Nobel prize for medicine: how oxygen affects cells

This year’s winners helped explain oxygen-sensitive processes and their effect on cancers, heart attacks and strokes


  • by
  • 10 7, 2019
  • in Science and technology

THOSE WHO pick the winners of Nobel science prizes do sometimes plump for big and obvious names. Often, though, they seem to take great joy in shining the spotlight of fame onto researchers little known outside their own fields, let alone to the general public. This year’s prize in physiology or medicine is a classic of the genre. The laureates, William Kaelin, Sir Peter Ratcliffe and Gregg Semenza, have each contributed to a discovery that, though crucial to understanding how human bodies work, is almost invisible to the wider world.

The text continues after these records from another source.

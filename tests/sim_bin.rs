use std::process::Command;

#[test]
fn sim_binary_smoke() {
    let output = Command::new(env!("CARGO_BIN_EXE_sim"))
        .arg("7")
        .output()
        .expect("failed to run sim binary");
    assert!(output.status.success());
    let stdout = String::from_utf8(output.stdout).expect("non utf8 output");
    let v: serde_json::Value = serde_json::from_str(stdout.trim()).expect("invalid json");
    assert!(v["winner"].is_string());
    assert_eq!(v["reason"], "FleetDestroyed");
    assert!(v["human"]["shots"].as_u64().unwrap() > 0);
}

#[test]
fn sim_binary_is_deterministic() {
    let run = || {
        Command::new(env!("CARGO_BIN_EXE_sim"))
            .arg("42")
            .output()
            .expect("failed to run sim binary")
            .stdout
    };
    assert_eq!(run(), run());
}
//! Ship definitions: footprint geometry and damage tracking.

use alloc::vec::Vec;
use core::fmt;

use crate::common::{Bits, Coord, EngineError};
use crate::config::ShipSpec;

/// Orientation of a ship on the board.
#[derive(Debug, Clone, Copy, PartialEq, Eq)]
pub enum Orientation {
    Horizontal,
    Vertical,
}

impl Orientation {
    /// Cell `step` positions away from `origin` along this axis, or `None`
    /// if the index overflows.
    pub fn step(self, origin: Coord, step: usize) -> Option<Coord> {
        match self {
            Orientation::Horizontal => Some(Coord::new(origin.row, origin.col.checked_add(step)?)),
            Orientation::Vertical => Some(Coord::new(origin.row.checked_add(step)?, origin.col)),
        }
    }
}

/// Ordered cells covered by a ship of `length` starting at `origin`, or
/// `ShipOutOfBounds` if any of them leaves the `bounds × bounds` area.
pub fn footprint(
    origin: Coord,
    orientation: Orientation,
    length: usize,
    bounds: usize,
) -> Result<Vec<Coord>, EngineError> {
    let end = length
        .checked_sub(1)
        .and_then(|last| orientation.step(origin, last))
        .ok_or(EngineError::ShipOutOfBounds)?;
    if end.row >= bounds || end.col >= bounds {
        return Err(EngineError::ShipOutOfBounds);
    }
    // `end` is in range, so every earlier step is too.
    Ok((0..length)
        .filter_map(|i| orientation.step(origin, i))
        .collect())
}

/// A ship placed on a board.
#[derive(Clone, PartialEq, Eq)]
pub struct Ship {
    spec: ShipSpec,
    orientation: Orientation,
    cells: Vec<Coord>,
    mask: Bits,
    hits: usize,
    destroyed: bool,
}

impl Ship {
    /// Place a ship at `origin` with `orientation` on a `board_size` board,
    /// keeping it inside the top-left `bounds × bounds` area.
    pub fn new(
        spec: ShipSpec,
        origin: Coord,
        orientation: Orientation,
        board_size: usize,
        bounds: usize,
    ) -> Result<Self, EngineError> {
        let cells = footprint(origin, orientation, spec.length(), bounds.min(board_size))?;
        let mut mask = Bits::new(board_size);
        for c in cells.iter() {
            mask.set(c.row, c.col)?;
        }
        Ok(Ship {
            spec,
            orientation,
            cells,
            mask,
            hits: 0,
            destroyed: false,
        })
    }

    /// Register a hit at `coord`. Returns `true` if the ship covers it.
    ///
    /// Callers must not report the same cell twice; the board guarantees this
    /// by refusing repeated attacks.
    pub(crate) fn register_hit(&mut self, coord: Coord) -> bool {
        if !self.occupies(coord) {
            return false;
        }
        if self.hits < self.spec.length() {
            self.hits += 1;
        }
        if self.hits == self.spec.length() {
            self.destroyed = true;
        }
        true
    }

    /// Whether the ship covers `coord`.
    pub fn occupies(&self, coord: Coord) -> bool {
        self.mask.get(coord.row, coord.col).unwrap_or(false)
    }

    /// Check if the ship is sunk (every cell hit).
    pub fn is_destroyed(&self) -> bool {
        self.destroyed
    }

    /// Number of hits taken so far.
    pub fn hits(&self) -> usize {
        self.hits
    }

    pub fn spec(&self) -> ShipSpec {
        self.spec
    }

    pub fn name(&self) -> &'static str {
        self.spec.name()
    }

    pub fn length(&self) -> usize {
        self.spec.length()
    }

    /// First cell of the footprint.
    pub fn origin(&self) -> Coord {
        self.cells[0]
    }

    pub fn orientation(&self) -> Orientation {
        self.orientation
    }

    /// Ordered footprint, from the origin outwards.
    pub fn cells(&self) -> &[Coord] {
        &self.cells
    }

    /// Occupancy mask of the ship on the board.
    pub fn mask(&self) -> &Bits {
        &self.mask
    }
}

impl fmt::Debug for Ship {
    fn fmt(&self, f: &mut fmt::Formatter<'_>) -> fmt::Result {
        write!(
            f,
            "Ship {{ name: \"{}\", origin: ({}, {}), orientation: {:?}, hits: {}/{}, destroyed: {} }}",
            self.spec.name(),
            self.origin().row,
            self.origin().col,
            self.orientation,
            self.hits,
            self.spec.length(),
            self.destroyed,
        )
    }
}
#![cfg_attr(not(feature = "std"), no_std)]

extern crate alloc;
#[cfg(feature = "std")]
extern crate std;

mod bitboard;
mod board;
mod common;
mod config;
mod fleet;
mod game;
mod moves;
mod placement;
mod ship;

#[cfg(feature = "std")]
mod cli;
#[cfg(feature = "std")]
mod controller;
#[cfg(feature = "std")]
mod logging;
#[cfg(feature = "std")]
pub mod protocol;
#[cfg(feature = "std")]
mod ranking;
#[cfg(feature = "std")]
pub mod server;
#[cfg(feature = "std")]
pub mod skeleton;
#[cfg(feature = "std")]
pub mod stub;
#[cfg(feature = "std")]
mod timer;
#[cfg(feature = "std")]
pub mod transport;

pub use bitboard::{BitBoard, BitBoardError, Cells};
pub use board::*;
pub use common::*;
pub use config::*;
pub use fleet::*;
pub use game::*;
pub use moves::*;
pub use placement::*;
pub use ship::*;

#[cfg(feature = "std")]
pub use cli::*;
#[cfg(feature = "std")]
pub use controller::*;
#[cfg(feature = "std")]
pub use logging::{init_logging, LOG_ENV};
#[cfg(feature = "std")]
pub use protocol::*;
#[cfg(feature = "std")]
pub use ranking::*;
#[cfg(feature = "std")]
pub use server::{serve, LocalServer, SESSION_IDLE_TIMEOUT};
#[cfg(feature = "std")]
pub use skeleton::*;
#[cfg(feature = "std")]
pub use stub::*;
#[cfg(feature = "std")]
pub use timer::*;
#[cfg(feature = "std")]
pub use transport::{in_memory::InMemoryTransport, tcp::TcpTransport, Transport};
#[cfg(not(feature = "std"))]
fn main() {}

#[cfg(feature = "std")]
use navywar::{
    describe_event, init_logging, parse_coord, render_board, render_ranking, serve, GameConfig,
    GameEvent, GameServer, LocalServer, MatchController, Ranking, RemoteServer, Side,
    TcpTransport,
};

#[cfg(feature = "std")]
use clap::{Parser, ValueEnum};
#[cfg(feature = "std")]
use rand::rngs::SmallRng;
#[cfg(feature = "std")]
use rand::SeedableRng;
#[cfg(feature = "std")]
use tokio::io::{AsyncBufReadExt, BufReader};
#[cfg(feature = "std")]
use tokio::net::TcpListener;
#[cfg(feature = "std")]
use tokio::sync::broadcast;

#[derive(Parser)]
#[command(author, version, about, long_about = None)]
#[cfg(feature = "std")]
struct Cli {
    #[command(subcommand)]
    command: Commands,
}

#[derive(ValueEnum, Clone, Copy, Debug)]
#[cfg(feature = "std")]
enum Variant {
    /// 20x20 board, five weighted ships.
    NavyWar,
    /// 10x10 board, the classic five ships.
    Classic,
}

#[derive(Parser)]
#[cfg(feature = "std")]
enum Commands {
    /// Run the ranking and computer-move server.
    Serve {
        #[arg(long, default_value = "0.0.0.0:8080")]
        bind: String,
    },
    /// Play against the computer in the terminal.
    Play {
        #[arg(long)]
        name: String,
        #[arg(long, help = "Server address; plays fully offline when omitted")]
        connect: Option<String>,
        #[arg(long, value_enum, default_value_t = Variant::NavyWar)]
        variant: Variant,
        #[arg(long, help = "Seconds on the match clock")]
        time_limit: Option<u32>,
        #[arg(long, help = "Fix RNG seed for reproducible fleets (e.g., --seed 12345)")]
        seed: Option<u64>,
    },
    /// Print the ranking held by a server.
    Ranking {
        #[arg(long, default_value = "127.0.0.1:8080")]
        connect: String,
    },
}

#[cfg(feature = "std")]
#[tokio::main]
async fn main() -> anyhow::Result<()> {
    init_logging();
    let cli = Cli::parse();

    match cli.command {
        Commands::Serve { bind } => {
            let listener = TcpListener::bind(&bind).await?;
            serve(listener, Ranking::new()).await?;
        }
        Commands::Play {
            name,
            connect,
            variant,
            time_limit,
            seed,
        } => {
            let mut config = match variant {
                Variant::NavyWar => GameConfig::navy_war(),
                Variant::Classic => GameConfig::classic(),
            };
            if let Some(secs) = time_limit {
                config = config.with_time_limit(secs);
            }
            let mut rng = if let Some(s) = seed {
                SmallRng::seed_from_u64(s)
            } else {
                let mut seed_rng = rand::rng();
                SmallRng::from_rng(&mut seed_rng)
            };
            let server: Box<dyn GameServer> = match connect {
                Some(addr) => {
                    println!("Connecting to {}...", addr);
                    Box::new(RemoteServer::new(TcpTransport::connect(&addr).await?))
                }
                None => Box::new(LocalServer::new(
                    Ranking::new(),
                    SmallRng::seed_from_u64(rand::Rng::random(&mut rng)),
                )),
            };
            let controller = MatchController::new(config, name, server, rng)?;
            play(controller).await?;
        }
        Commands::Ranking { connect } => {
            let mut server = RemoteServer::new(TcpTransport::connect(&connect).await?);
            print!("{}", render_ranking(&server.fetch_ranking().await?));
        }
    }

    Ok(())
}

#[cfg(feature = "std")]
const HELP: &str = "Commands: <cell> (e.g. B7) to fire, `new`, `ranking`, `quit`";

#[cfg(feature = "std")]
async fn play<S: GameServer>(mut controller: MatchController<S>) -> anyhow::Result<()> {
    let mut events = controller.subscribe();
    let mut lines = BufReader::new(tokio::io::stdin()).lines();

    println!("{}", HELP);
    controller.start().await?;
    show_boards(&controller);

    loop {
        tokio::select! {
            line = lines.next_line() => {
                let Some(line) = line? else { break };
                let line = line.trim();
                match line {
                    "" => continue,
                    "quit" | "exit" => break,
                    "ranking" => match controller.ranking().await {
                        Ok(entries) => print!("{}", render_ranking(&entries)),
                        Err(e) => println!("Ranking unavailable: {}", e),
                    },
                    "new" => match controller.start().await {
                        Ok(id) => {
                            println!("Match {} started.", id);
                            show_boards(&controller);
                        }
                        Err(e) => println!("{}", e),
                    },
                    _ => match parse_coord(line) {
                        Some(coord) => match controller.attack(coord).await {
                            Ok(_) => {
                                drain(&mut events, &mut controller).await;
                                show_boards(&controller);
                            }
                            Err(e) => println!("{}", e),
                        },
                        None => println!("{}", HELP),
                    },
                }
            }
            event = events.recv() => match event {
                Ok(event) => report(event, &mut controller).await,
                Err(broadcast::error::RecvError::Lagged(n)) => {
                    log::warn!("skipped {} events", n);
                }
                Err(broadcast::error::RecvError::Closed) => break,
            },
        }
    }
    Ok(())
}

#[cfg(feature = "std")]
async fn drain<S: GameServer>(
    events: &mut broadcast::Receiver<GameEvent>,
    controller: &mut MatchController<S>,
) {
    while let Ok(event) = events.try_recv() {
        report(event, controller).await;
    }
}

#[cfg(feature = "std")]
async fn report<S: GameServer>(event: GameEvent, controller: &mut MatchController<S>) {
    println!("{}", describe_event(&event));
    if let GameEvent::GameEnded { .. } = event {
        match controller.finish().await {
            Ok(Some(receipt)) if receipt.accepted => println!("Your score was recorded."),
            Ok(Some(receipt)) => println!(
                "Score rejected: {}",
                receipt.reason.unwrap_or_default()
            ),
            Ok(None) => {}
            Err(e) => println!("Could not submit score: {}", e),
        }
        println!("Type `new` for another match or `quit` to leave.");
    }
}

#[cfg(feature = "std")]
fn show_boards<S: GameServer>(controller: &MatchController<S>) {
    controller.with_match(|m| {
        println!("Enemy waters:");
        print!("{}", render_board(m.board(Side::Computer), false));
        println!("Your fleet:");
        print!("{}", render_board(m.board(Side::Human), true));
        println!(
            "Time left: {}s  Score: you {} / computer {}",
            m.remaining_secs(),
            m.scores().human,
            m.scores().computer
        );
    });
}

This discovery is how cells detect and adjust to the level of oxygen available to fuel their activities.Such biochemical arrangements almost always rely on feedback loops—and the crucial molecule in the loop that matches cell physiology to oxygen availability is a protein complex called hypoxia-inducible factor (HIF). HIF was discovered and named by Dr Semenza, who works at Johns Hopkins University, in Baltimore. In the 1990s Dr Semenza was studying erythropoiesis, the process that generates red blood corpuscles. These are the cells that carry oxygen in the bloodstream, and their number depends on how much oxygen there is around. Professional athletes, for example, often train at high altitude, where the thin air means oxygen is scarce, in order to grow extra red blood cells that will assist their respiration when they compete nearer to sea level.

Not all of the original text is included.